Debunking Diet Myths!

Do Carbohydrates Make Me Fat?

NO! An excess intake of any nutrient carbs, fats, and protein over your daily caloric needs will cause weight gain. Carbohydrates are a necessary nutrient that provide energy for the body, metabolism of fats, space muscle proteins, and provide essential fiber, vitamins, and minerals. Eating carbohydrates that are moderate- to low-glycemic index can help with satiety (the feeling of being full), regulating blood sugar, and balance energy levels. Eating an abundance of high-glycemic index foods (sugar, refined processed carbs) can lead to uncontrolled spikes in blood sugar, low energy, and increased appetite.

Does Eating at Night Make Me Fat?

Depends on how many calories you have left at the end of the day. Gaining weight is not about WHEN you eat, but about HOW MUCH you eat. If you do not go over your caloric needs for the day, you can eat as late as you want. If you would like to have your biggest meal as dinner, you certainly can if you stay within you appropriate caloric needs. Timing of meals is not something I will address here, but you can time your meals to optimize your performance, energy, and mood throughout the day.

Is a Low-Fat/High-Carb or High-Protein/Low-Carb Diet Better for Weight Loss?

Neither! Weight loss is achieved when you are consistently below your caloric needs for the day. These restrictive diets are cause for high dropout rates, find an eating style that you can stick with! Some studies show that you can lose weight faster on a low-carb diet in the first couple months, but after ~12 months the total weight loss is similar. Weight loss is not a sprint it’s a marathon. It is not a fad, it needs to be a lifestyle change. The primary goal of weight loss is to improve health by lowering body fat while maintaining your FFM (Fat Free Mass) and muscle tissue.

Can I Eat Whatever I Want as Long as I Exercise?

No! Your body needs to be supplied with the essential vitamins and minerals its needs to function. Also the majority of your burned calories throughout the day does not actually come from exercise. Average calories burned ranges from 200-500 during a typical exercise session. So doing a workout, and then “treating” yourself because you earned it with some junk food will most likely put you back over your caloric need for the day. Be mindful of your choices!

Is a High-Protein Diet Superior for Muscle Gain?

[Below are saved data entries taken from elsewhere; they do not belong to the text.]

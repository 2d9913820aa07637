// src/main.rs

use ojt_backend::config::Config;
use ojt_backend::routes;
use ojt_backend::state::AppState;
use ojt_backend::utils::hash::hash_password;
use dotenvy::dotenv;
use sqlx::PgPool;
use sqlx::postgres::PgPoolOptions;
use std::error::Error;
use std::time::Duration;
use tracing_subscriber::{EnvFilter, fmt, layer::SubscriberExt, util::SubscriberInitExt};

const MAX_DB_RETRIES: u32 = 5;

#[tokio::main]
async fn main() -> Result<(), Box<dyn Error>> {
    // Load .env file (if present)
    dotenv().ok();

    let config = Config::from_env();

    let file_appender = tracing_appender::rolling::daily("logs", "app.log");
    let (non_blocking, _guard) = tracing_appender::non_blocking(file_appender);
    let env_filter = EnvFilter::new(&config.rust_log);
    let stdout_layer = fmt::layer().with_writer(std::io::stdout).with_target(false);
    let file_layer = fmt::layer().with_writer(non_blocking).with_ansi(false);

    tracing_subscriber::registry()
        .with(env_filter)
        .with(stdout_layer)
        .with(file_layer)
        .init();

    let pool = connect_with_retry(&config.database_url).await?;
    tracing::info!("Database connected");

    tracing::info!("Running migrations...");
    sqlx::migrate!("./migrations").run(&pool).await?;
    tracing::info!("Migrations applied");

    if let Err(e) = seed_admin_user(&pool, &config).await {
        tracing::error!("Failed to seed admin user: {:?}", e);
    }

    let addr = config.bind_addr;
    let state = AppState::new(pool, config);
    let app = routes::create_router(state);

    let listener = tokio::net::TcpListener::bind(addr).await?;
    tracing::info!("Listening on {}", addr);

    axum::serve(listener, app).await?;
    Ok(())
}

async fn connect_with_retry(database_url: &str) -> Result<PgPool, sqlx::Error> {
    let mut attempt = 0;
    loop {
        match PgPoolOptions::new()
            .max_connections(5)
            .acquire_timeout(Duration::from_secs(3))
            .connect(database_url)
            .await
        {
            Ok(pool) => return Ok(pool),
            Err(e) if attempt < MAX_DB_RETRIES => {
                attempt += 1;
                tracing::warn!("Database not ready, retrying in 2s... (attempt {}): {}", attempt, e);
                tokio::time::sleep(Duration::from_secs(2)).await;
            }
            Err(e) => {
                tracing::error!("Giving up on database after {} retries", MAX_DB_RETRIES);
                return Err(e);
            }
        }
    }
}

async fn seed_admin_user(pool: &PgPool, config: &Config) -> Result<(), Box<dyn Error>> {
    let (Some(username), Some(password)) = (&config.admin_username, &config.admin_password) else {
        return Ok(());
    };

    let existing: Option<i64> = sqlx::query_scalar("SELECT id FROM users WHERE username = $1")
        .bind(username)
        .fetch_optional(pool)
        .await?;

    if existing.is_none() {
        tracing::info!("Seeding admin user: {}", username);
        let hashed_password = hash_password(password)?;

        sqlx::query(
            "INSERT INTO users (username, email, password, role) VALUES ($1, $2, $3, 'admin')",
        )
        .bind(username)
        .bind(format!("{}@localhost", username))
        .bind(hashed_password)
        .execute(pool)
        .await?;
        tracing::info!("Admin user created");
    }
    Ok(())
}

Depends what you consider high. The body does need the correct amount of protein to grow, maintain, and repair itself. Amino acids, which are what proteins are made up of, are the building materials for the body. An active individual does need more protein due to an increased need for body repair from exercise. Science bases protein intake at minimum of ~0.7 grams of protein per pound of body mass. I myself am currently consuming ~1.1 g/lb. Now this is specific to each individual, so this exact number may not match your needs. I would recommend working with a dietitian or nutritionist to determine your body’s protein needs.